The aim of the study was to explore the association of mtDNA G10398A variation with T2D in the population group from the Jammu region and ascertain if mtDNA ND3 gene is a candidate susceptibility gene in this population. The allele frequency distribution of the mtDNA G10398A variation in healthy controls and T2D patients of the Jammu region is summarized in Table 1. In the studied population group, the mtDNA 10398G allele was observed at a significantly (p = 0.0001) high frequency in controls (0.54) than cases (0.29). Whereas, A allele was observed at a significantly (p = 0.0001) high frequency in cases (0.71) than controls (0.46), suggesting A allele as the risk allele. The association analyses showed significant association of mtDNA G10398A variant with T2D and the estimated odds ratio (OR) was 2.83 (1.64–4.90 at 95% CI) in the population group. These observations were compared with the previous study from the region in light of a recent study (Mahajan et al., 2013). It was observed that the pooled population group from the Jammu and Punjab regions in the previous study (Bhat et al., 2007) showed an OR = 1.76 (1.12–2.77 at 95% CI) whereas, in the present study an increased OR = 2.83 was observed when only the population group of the Jammu region in considered. The lower OR in the previous study could be attributed to genetic heterogeneity as a result of combining samples from the Jammu and Punjab regions or simply a result of lower sample size in previous study.

Table 1

Allele frequency distribution and risk associated with the mtDNA G10398A variation in the studied population group from the Jammu region of J&K.
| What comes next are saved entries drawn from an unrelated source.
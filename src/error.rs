//! Global error handling for repotxt
//!
//! Per-module errors (git, tokenizer) fold into [`AnalysisError`]. Only
//! acquisition, missing input and persistence errors abort a run; read and
//! tokenizer failures are logged where they happen and the run continues.

use std::io;
use std::path::PathBuf;

use thiserror::Error;

use crate::git::GitError;
use crate::tokenizer::TokenizerError;

/// Error type for analysis runs
#[derive(Error, Debug)]
pub enum AnalysisError {
    /// Cloning the remote source failed
    #[error("Failed to acquire repository: {0}")]
    Acquisition(#[from] GitError),

    /// Local source does not exist
    #[error("Path not found: {0}")]
    PathNotFound(String),

    /// Output directory or file could not be written
    #[error("Failed to write output {}: {source}", path.display())]
    Persist {
        path: PathBuf,
        #[source]
        source: io::Error,
    },

    /// A single file could not be read
    #[error("Failed to read {}: {source}", path.display())]
    Read {
        path: PathBuf,
        #[source]
        source: io::Error,
    },

    /// Token counting or truncation failed
    #[error("Tokenizer error: {0}")]
    Tokenizer(#[from] TokenizerError),

    /// File system errors outside of persistence
    #[error("IO error: {0}")]
    Io(#[from] io::Error),

    /// Invalid argument
    #[error("Invalid argument: {0}")]
    InvalidArgument(String),
}

impl AnalysisError {
    /// Whether the error was caused by bad caller input rather than the run itself
    pub fn is_caller_error(&self) -> bool {
        matches!(self, Self::PathNotFound(_) | Self::InvalidArgument(_))
    }
}

/// Specialized Result type for repotxt operations
pub type Result<T> = std::result::Result<T, AnalysisError>;

/// Returns an error result with a formatted message
#[macro_export]
macro_rules! bail {
    ($error_type:ident, $($arg:tt)*) => {
        return Err($crate::error::AnalysisError::$error_type(format!($($arg)*)))
    };
}

/// Ensures a condition is true, otherwise returns an error
#[macro_export]
macro_rules! ensure {
    ($cond:expr, $error_type:ident, $($arg:tt)*) => {
        if !($cond) {
            $crate::bail!($error_type, $($arg)*)
        }
    };
}

/// Extension trait for tagging IO failures with the output path they touched
pub trait PersistContext<T> {
    /// Map an IO error into [`AnalysisError::Persist`] for `path`
    fn persist_context(self, path: impl Into<PathBuf>) -> Result<T>;
}

impl<T> PersistContext<T> for io::Result<T> {
    fn persist_context(self, path: impl Into<PathBuf>) -> Result<T> {
        self.map_err(|source| AnalysisError::Persist {
            path: path.into(),
            source,
        })
    }
}

#[cfg(test)]
mod tests {
    use super::*;

    #[test]
    fn test_caller_errors() {
        assert!(AnalysisError::PathNotFound("/nope".into()).is_caller_error());
        assert!(AnalysisError::InvalidArgument("x".into()).is_caller_error());
        assert!(!AnalysisError::Acquisition(GitError::InvalidUrl("x".into())).is_caller_error());
    }

    #[test]
    fn test_persist_context_keeps_path() {
        let res: io::Result<()> = Err(io::Error::new(io::ErrorKind::PermissionDenied, "denied"));
        let err = res.persist_context("/out/file.txt").unwrap_err();
        let message = err.to_string();
        assert!(message.contains("/out/file.txt"));
        assert!(message.contains("denied"));
    }

    fn check_positive(n: i64) -> Result<i64> {
        crate::ensure!(n > 0, InvalidArgument, "expected positive, got {}", n);
        Ok(n)
    }

    #[test]
    fn test_ensure_macro() {
        assert_eq!(check_positive(3).unwrap(), 3);
        assert!(matches!(
            check_positive(-1),
            Err(AnalysisError::InvalidArgument(msg)) if msg.contains("-1")
        ));
    }
}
Allele	Cases (n = 196)	Controls (n = 243)	Association significance level	Odds ratio (95% CI)
G	0.29	0.54	p = 0.0001	2.83 (1.64–4.90)
A	0.71	0.46

mtDNA G10398A variation biological consequence

This association of the variation with T2D could be explained by its biological consequence. The A allele at mtDNA position 10398 results in amino acid change: Alanine → Threonine in the NADH dehydrogenase (ND3) subunit of complex I of mitochondrial ETC and is supposed to cause, altered complex I function. Alteration in this complex is known to result in increased rate of electron leakage and ROS production (Ross et al., 2001, van der Walt et al., 2003). ROS production decreases the insulin gene expression through many transcription factors (Harmon et al., 2005, Kaneto et al., 2005, Moran et al., 1997, Robertson et al., 2003, Tanaka et al., 2002) and an increase in ROS production may also cause reduced ATP formation (Lowell and Shulman, 2005) resulting in impaired insulin secretion (Langin, 2001). ROS production has also been associated with pathophysiology of insulin resistance and decreased function (Evans et al., 2002, Rudich et al., 1998) as well as beta-cell glucose toxicity, resulting in apoptosis of pancreatic beta cells.

Conclusion

To conclude, mtDNA G10398A variation is associated with T2D in the present population group from the Jammu region and mtDNA ND3 gene is a candidate susceptibility gene in the population. Keeping in mind, the extent of genetic heterogeneity in T2D and diversity of the Indian population groups, such candidate gene studies are very important in properly understanding the etiology of T2D in Indian population groups.

The following is the supplementary data related to this article.

Supplementary Table 1

Details and clinical features of the cases and controls belonging to the Jammu region of J&K.

Conflict of interest

The authors declare that they have no conflict of interest.